Upon activation, how do distinct Rho-family GTPases mediate downstream growth cone responses to affect growth cone steering? Intriguingly, activation of the same GTPase can lead to opposite responses of the growth cone; for example, whereas RhoA activation leads to growth cone retraction (by promoting myosin II contractile activity)73, it can also be required for axon outgrowth74 (by inhibiting F-actin severing protein ADF/cofilin)75. Again, as with the upstream regulators, an explanation for this discrepancy is that Rho-family GTPases perform different functions within the growth cone depending on their localization, and specifically, depending on which downstream effector molecules are activated. Numerous Rho-family GTPase effectors have been identified76,77, but only a few (such as Rho kinase (ROCK)) have been well-studied in the growth cone (see59 for review). Following activation by Rho-family GTPases, these effectors either directly or indirectly regulate numerous downstream targets to modify the cytoskeleton, in order to direct the growth cone vehicle in a spatially-biased manner.

Control of actin dynamics at the leading edge

Rho-family GTPase cytoskeletal effectors are known to regulate all aspects of the actin cycle which affect growth cone steering, including F-actin assembly at the periphery, F-actin retrograde flow towards the C-domain, and disassembly and recycling of actin at the T-zone.

In order for the engine to run, actin polymerization at the leading edge must occur. This process is controlled by multiple regulators, which include the actin nucleators Actin-Related Protein(Arp)2/3 complex and Formins, and the F-actin polymerization factors Enabled/vasolidator-stimulated phosphoprotein (Ena/VASP). The Arp2/3 complex is a major effector of Rac1 and Cdc42 and is thought to control nucleation of F-actin polymerization and F-actin branching by binding to existing F-actin78. Several studies have shown that Arp2/3 is required for guidance79,80, but there has been some question as to whether this complex functions similarly in neuronal and non-neuronal cells79. However, it was recently shown that Arp2/3 is present in the branched F-actin networks of growth cones and does affect their protrusion dynamics81,82. Inhibition of Arp2/3 in neurons blocked protrusion of both lamellipodial-like veils and filopodia and also increased RhoA activity81, but future studies will be needed to determine its full role in growth cone motility. Downstream of Rho-family GTPase signalling, Formins nucleate and then remain continuously associated with elongating F-actin barbed ends83. Formin is required for growth cone filopodia formation, and the Drosophila melanogaster Formin DAAM was recently shown to act together with Rac GTPases and Enabled during axonal growth regulation84. The novel actin nucleator, Cordon-Bleu, is also highly enriched in rat brain and might have a role during growth cone guidance85.

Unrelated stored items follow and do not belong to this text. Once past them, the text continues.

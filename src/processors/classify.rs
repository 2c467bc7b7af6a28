//! Zero-shot label resolution for object crops.
//!
//! Embedding and similarity scoring are delegated to the external
//! classifier collaborator; this module owns the prompt template, the
//! L2 normalization of both embedding sides, the stable argmax, and the
//! mapping through the label dictionary.

use crate::core::{SegError, SegResult, ZeroShotClassifier};
use crate::utils::dict::DescriptionSet;
use image::RgbImage;
use ndarray::{Array1, Array2, Axis};

/// The fixed prompt template applied to every candidate description.
const PROMPT_TEMPLATE: &str = "This is ";

/// The label chosen for one object crop.
#[derive(Debug, Clone, PartialEq)]
pub struct ResolvedLabel {
    /// The winning textual label.
    pub label: String,
    /// Its integer id from the label dictionary.
    pub class_id: usize,
}

/// Resolves labels for object crops against a fixed candidate set.
pub struct LabelResolver<'a> {
    classifier: &'a dyn ZeroShotClassifier,
    descriptions: &'a DescriptionSet,
}

impl<'a> LabelResolver<'a> {
    pub fn new(classifier: &'a dyn ZeroShotClassifier, descriptions: &'a DescriptionSet) -> Self {
        Self {
            classifier,
            descriptions,
        }
    }

    /// Picks the best-matching label for the given crop.
    ///
    /// Prefixes each candidate description with the prompt template,
    /// embeds the crop and the prompts, L2-normalizes both sides, and
    /// takes the argmax of the dot-product similarities. Ties resolve
    /// to the first-occurring maximum.
    pub fn resolve(&self, crop: &RgbImage) -> SegResult<ResolvedLabel> {
        let prompts: Vec<String> = self
            .descriptions
            .texts
            .iter()
            .map(|desc| format!("{PROMPT_TEMPLATE}{desc}"))
            .collect();
        if prompts.is_empty() {
            return Err(SegError::invalid_input("no candidate descriptions"));
        }

        let mut image_features = self.classifier.encode_image(crop)?;
        let mut text_features = self.classifier.encode_text(&prompts)?;
        if text_features.nrows() != prompts.len() {
            return Err(SegError::invalid_input(format!(
                "classifier returned {} text embeddings for {} prompts",
                text_features.nrows(),
                prompts.len()
            )));
        }
        if text_features.ncols() != image_features.len() {
            return Err(SegError::invalid_input(
                "image and text embedding dimensions differ",
            ));
        }

        normalize_rows(&mut text_features);
        normalize(&mut image_features);

        let similarity = text_features.dot(&image_features);
        let best = stable_argmax(&similarity).ok_or_else(|| SegError::invalid_input(
            "empty similarity vector",
        ))?;

        let label = self.descriptions.labels[best].clone();
        let class_id = self
            .descriptions
            .dictionary
            .id(&label)
            .ok_or_else(|| SegError::UnknownLabel {
                label: label.clone(),
            })?;

        Ok(ResolvedLabel { label, class_id })
    }
}

/// Scales a vector to unit L2 norm. Zero vectors are left untouched.
fn normalize(vector: &mut Array1<f32>) {
    let norm = vector.iter().map(|v| v * v).sum::<f32>().sqrt();
    if norm > 0.0 {
        vector.mapv_inplace(|v| v / norm);
    }
}

/// Scales every row of a matrix to unit L2 norm.
fn normalize_rows(matrix: &mut Array2<f32>) {
    for mut row in matrix.axis_iter_mut(Axis(0)) {
        let norm = row.iter().map(|v| v * v).sum::<f32>().sqrt();
        if norm > 0.0 {
            row.mapv_inplace(|v| v / norm);
        }
    }
}

/// Index of the first maximum element.
fn stable_argmax(values: &Array1<f32>) -> Option<usize> {
    let mut best: Option<(usize, f32)> = None;
    for (i, &value) in values.iter().enumerate() {
        match best {
            Some((_, current)) if value <= current => {}
            _ => best = Some((i, value)),
        }
    }
    best.map(|(i, _)| i)
}

#[cfg(test)]
mod tests {
    use super::*;
    use crate::utils::dict::DescriptionSet;
    use ndarray::array;

    struct StubClassifier {
        image: Array1<f32>,
        text: Array2<f32>,
    }

    impl ZeroShotClassifier for StubClassifier {
        fn encode_image(&self, _image: &RgbImage) -> SegResult<Array1<f32>> {
            Ok(self.image.clone())
        }

        fn encode_text(&self, prompts: &[String]) -> SegResult<Array2<f32>> {
            // The resolver must apply the prompt template.
            assert!(prompts.iter().all(|p| p.starts_with("This is ")));
            Ok(self.text.clone())
        }
    }

    fn descriptions() -> DescriptionSet {
        DescriptionSet::from_pairs(vec![
            ("red and ripe".to_string(), "ripe".to_string()),
            ("green".to_string(), "unripe".to_string()),
        ])
    }

    #[test]
    fn test_resolves_highest_similarity_label() {
        let set = descriptions();
        let stub = StubClassifier {
            image: array![1.0, 0.0],
            text: array![[0.0, 1.0], [1.0, 0.0]],
        };
        let resolver = LabelResolver::new(&stub, &set);
        let resolved = resolver.resolve(&RgbImage::new(4, 4)).unwrap();
        assert_eq!(resolved.label, "unripe");
        assert_eq!(resolved.class_id, 1);
    }

    #[test]
    fn test_normalization_removes_magnitude_bias() {
        // The second row has a huge norm but points away from the
        // image embedding; normalization must keep the first row the
        // winner.
        let set = descriptions();
        let stub = StubClassifier {
            image: array![1.0, 0.0],
            text: array![[0.9, 0.1], [100.0, 400.0]],
        };
        let resolver = LabelResolver::new(&stub, &set);
        let resolved = resolver.resolve(&RgbImage::new(4, 4)).unwrap();
        assert_eq!(resolved.label, "ripe");
        assert_eq!(resolved.class_id, 0);
    }

    #[test]
    fn test_tie_resolves_to_first_maximum() {
        let set = descriptions();
        let stub = StubClassifier {
            image: array![1.0, 0.0],
            text: array![[1.0, 0.0], [1.0, 0.0]],
        };
        let resolver = LabelResolver::new(&stub, &set);
        let resolved = resolver.resolve(&RgbImage::new(4, 4)).unwrap();
        assert_eq!(resolved.label, "ripe");
    }

    #[test]
    fn test_embedding_dimension_mismatch_is_an_error() {
        let set = descriptions();
        let stub = StubClassifier {
            image: array![1.0, 0.0, 0.0],
            text: array![[1.0, 0.0], [0.0, 1.0]],
        };
        let resolver = LabelResolver::new(&stub, &set);
        assert!(resolver.resolve(&RgbImage::new(4, 4)).is_err());
    }

    #[test]
    fn test_stable_argmax() {
        assert_eq!(stable_argmax(&array![0.1, 0.9, 0.9, 0.2]), Some(1));
        assert_eq!(stable_argmax(&array![]), None);
    }
}
//! Batch orchestration: the per-image mask generation pass and the
//! per-mask label assignment loop.
//!
//! Images live under `<image_root>/<subset>/<image_id>.<ext>` (subsets
//! are typically `train`/`val`/`test`). Processing is strictly
//! sequential: one image at a time, one mask at a time. Recovery
//! follows [`Severity`]: object-level errors skip one mask, image-level
//! errors skip one image, everything else halts the batch.

pub mod writer;

use crate::core::{MaskGenerator, SegError, SegResult, Severity, ZeroShotClassifier};
use crate::domain::{AnnotationRecord, Mask};
use crate::processors::{
    LabelResolver, decompose_regions, extract_polygon, sort_by_area_desc, suppress_overlaps,
};
use crate::utils::dict::DescriptionSet;
use crate::utils::image::{crop_object_from_white_background, load_image, mask_to_white_background};
use crate::utils::visualization::{
    LabeledBox, VisualizationConfig, render_label_boxes, render_mask_overlay,
};
use image::RgbImage;
use std::path::Path;
use tracing::{debug, info, warn};

pub use crate::core::config::PipelineConfig;
pub use writer::{LabelFileWriter, OutputDirs, save_mask_images, save_mask_metadata};

const IMAGE_EXTENSIONS: [&str; 4] = ["jpg", "jpeg", "png", "bmp"];

/// Counters for one batch run.
#[derive(Debug, Clone, Copy, Default, PartialEq, Eq)]
pub struct RunStats {
    /// Images fully processed.
    pub images: usize,
    /// Images skipped due to per-image recoverable errors.
    pub images_skipped: usize,
    /// Objects that produced a label line.
    pub objects: usize,
    /// Objects skipped due to per-object recoverable errors.
    pub objects_skipped: usize,
}

/// The batch annotation pipeline.
///
/// Owns the run configuration, output layout, and candidate label set;
/// borrows the two external model collaborators.
pub struct Pipeline<'a> {
    config: PipelineConfig,
    dirs: OutputDirs,
    generator: &'a dyn MaskGenerator,
    classifier: &'a dyn ZeroShotClassifier,
    descriptions: DescriptionSet,
    visualization: VisualizationConfig,
}

impl<'a> Pipeline<'a> {
    /// Validates the configuration, creates the output folders, and
    /// builds a pipeline.
    pub fn new(
        config: PipelineConfig,
        generator: &'a dyn MaskGenerator,
        classifier: &'a dyn ZeroShotClassifier,
        descriptions: DescriptionSet,
    ) -> SegResult<Self> {
        config.validate()?;
        if descriptions.texts.is_empty() {
            return Err(SegError::config_error("descriptions must not be empty"));
        }
        let dirs = OutputDirs::create(&config.output_root)?;
        Ok(Self {
            config,
            dirs,
            generator,
            classifier,
            descriptions,
            visualization: VisualizationConfig::default(),
        })
    }

    /// Replaces the visualization settings (font, borders).
    pub fn with_visualization(mut self, visualization: VisualizationConfig) -> Self {
        self.visualization = visualization;
        self
    }

    pub fn output_dirs(&self) -> &OutputDirs {
        &self.dirs
    }

    /// Processes every image under `image_root`, one subset directory
    /// at a time, one image at a time.
    pub fn run(&self, image_root: &Path) -> SegResult<RunStats> {
        let mut stats = RunStats::default();

        for subset in sorted_entries(image_root)? {
            if !subset.is_dir() {
                continue;
            }
            let subset_name = file_name_lossy(&subset);

            for image_path in sorted_entries(&subset)? {
                if !is_image_file(&image_path) {
                    continue;
                }
                match self.process_image(&image_path, &subset_name) {
                    Ok((labeled, skipped)) => {
                        stats.images += 1;
                        stats.objects += labeled;
                        stats.objects_skipped += skipped;
                    }
                    Err(e) if e.severity() != Severity::Fatal => {
                        warn!("error with file {}: {e}", image_path.display());
                        stats.images_skipped += 1;
                    }
                    Err(e) => return Err(e),
                }
            }
        }

        info!(
            "batch complete: {} images ({} skipped), {} objects ({} skipped)",
            stats.images, stats.images_skipped, stats.objects, stats.objects_skipped
        );
        Ok(stats)
    }

    /// Runs the full flow for one image: generate, suppress, then
    /// label each surviving mask. Returns (labeled, skipped) object
    /// counts.
    pub fn process_image(&self, image_path: &Path, subset: &str) -> SegResult<(usize, usize)> {
        let image_id = file_stem_lossy(image_path);
        let image = load_image(image_path)?;

        let masks = self.generate_masks(&image, subset, &image_id)?;
        self.assign_labels(&image, &masks, subset, &image_id)
    }

    /// The mask generation pass for one image: invoke the generator,
    /// sort by descending area, persist the requested artifacts, and
    /// apply overlap suppression.
    pub fn generate_masks(
        &self,
        image: &RgbImage,
        subset: &str,
        image_id: &str,
    ) -> SegResult<Vec<Mask>> {
        let mut masks = self.generator.generate(image)?;
        sort_by_area_desc(&mut masks);
        debug!("{subset}/{image_id}: generated {} masks", masks.len());

        if self.config.save_masks {
            let dir = self.dirs.masks.join(subset).join(image_id);
            save_mask_images(&masks, &dir)?;
        }

        let masks = if self.config.enable_mask_nms {
            suppress_overlaps(masks, self.config.mask_nms_threshold)
        } else {
            masks
        };

        if self.config.save_overlays {
            let overlay = render_mask_overlay(image, &masks, &self.visualization);
            let dir = self.dirs.visual.join(subset);
            std::fs::create_dir_all(&dir)?;
            overlay
                .save(dir.join(format!("{image_id}.png")))
                .map_err(|e| SegError::invalid_input(format!("failed to save overlay: {e}")))?;
        }

        if self.config.save_json {
            let dir = self.dirs.json.join(subset).join(image_id);
            save_mask_metadata(&masks, &dir)?;
        }

        Ok(masks)
    }

    /// The label assignment pass for one image: classify each mask,
    /// extract its region polygons, and flush label lines as they
    /// accumulate. Per-object failures are logged and skipped.
    pub fn assign_labels(
        &self,
        image: &RgbImage,
        masks: &[Mask],
        subset: &str,
        image_id: &str,
    ) -> SegResult<(usize, usize)> {
        let (width, height) = image.dimensions();
        let resolver = LabelResolver::new(self.classifier, &self.descriptions);
        let mut label_writer = LabelFileWriter::new(&self.dirs.labels, subset, image_id);
        let mut labeled_boxes = Vec::new();
        let mut skipped = 0usize;

        for (index, mask) in masks.iter().enumerate() {
            match self.label_one_mask(image, mask, width, height, &resolver) {
                Ok((record, labeled_box)) => {
                    label_writer.push(&record)?;
                    labeled_boxes.push(labeled_box);
                }
                Err(e) if e.severity() == Severity::Object => {
                    warn!("{subset}/{image_id}: skipping mask {index}: {e}");
                    skipped += 1;
                }
                Err(e) => return Err(e),
            }
        }

        // The label file exists even when every mask failed.
        label_writer.flush()?;

        if self.config.save_label_visuals && !labeled_boxes.is_empty() {
            let rendered = render_label_boxes(image, &labeled_boxes, &self.visualization);
            let dir = self.dirs.label_visual.join(subset);
            std::fs::create_dir_all(&dir)?;
            rendered
                .save(dir.join(format!("{image_id}.png")))
                .map_err(|e| {
                    SegError::invalid_input(format!("failed to save label visual: {e}"))
                })?;
        }

        info!("{} labels generated", label_writer.path().display());
        Ok((label_writer.len(), skipped))
    }

    /// Classifies one mask and converts its regions into an annotation
    /// record. Every error here is per-object recoverable for the
    /// caller.
    fn label_one_mask(
        &self,
        image: &RgbImage,
        mask: &Mask,
        width: u32,
        height: u32,
        resolver: &LabelResolver<'_>,
    ) -> SegResult<(AnnotationRecord, LabeledBox)> {
        let masked = mask_to_white_background(image, &mask.segmentation);
        let (crop, bounds) = crop_object_from_white_background(&masked)?;
        let resolved = resolver.resolve(&crop)?;

        let mut polygons = Vec::new();
        for region in decompose_regions(mask) {
            polygons.push(extract_polygon(&region, width, height)?);
        }

        Ok((
            AnnotationRecord {
                class_id: resolved.class_id,
                polygons,
            },
            LabeledBox {
                label: resolved.label,
                bounds,
            },
        ))
    }
}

Ena/VASP proteins are a family of proteins that enhance F-actin elongation by several methods, including binding to F-actin barbed ends at the leading edge to antagonize capping proteins (that inhibit F-actin elongation), like Formins, and also by recruiting actin subunit complexes to the P-domain for further polymerization86. While Ena/VASP proteins are mainly thought to be regulated by protein kinases downstream of guidance cue signalling (such as the cyclic-nucleotide activated kinases protein kinase A (PKA)86), there are genetic interactions between Ena and the Rac and Rho GEF Trio in D. melanogaster87, and Ena regulator Ableson tyrosine kinase functions through Rac and Rho GTPases in both neuronal and non-neuronal cells88,89, suggesting that there is cross-talk between Rho-family GTPase signalling and Ena/VASP proteins.

Additionally, cytoskeletal effectors downstream of RhoA GTPase have crucial roles regulating F-actin retrograde flow and disassembly of actin in the T-zone. ROCK, one of the most widely studied downstream effectors of RhoA, has multiple phosphorylation targets implicated in actin dynamics in the growth cone, including myosin light chain kinase (MLCK), LIM domain kinase (LIMK) and Ezrin-Radixin-Moesin (ERM) proteins. Phosphorylation of MLCK induces myosin II activity and promotes its association to F-actin, leading to actomyosin contraction and driving F-actin retrograde flow59,90. Active LIMK inactivates the actin severing protein ADF/Cofilin by phosphorylation, thereby stabilizing actin filaments and promoting vehicle forward progression75. Finally, ERM proteins are another group of actin-binding proteins that have an important yet unclear role in growth cone actin dynamics. Not only are they directly downstream of ROCK91, they can interact with specific growth cone receptors (such as L1CAM)92, suggesting they might be having a role in cross-talk between different signalling pathways. Activated ERM proteins are asymmetrically localized in response to guidance cues in the growth cone and promote growth cone motility in response to the guidance cue Semaphorin 3A93, but how they function to remodel actin dynamics has not yet been clarified.

These examples are just a few of the many effectors of actin dynamics downstream of Rho-family GTPase signalling. Additionally, there are other important actin effectors which are not clearly linked to Rho-family GTPases. The complete picture of how guidance cues affect all aspects of actin dynamics on a global growth cone scale is still in the process of emerging.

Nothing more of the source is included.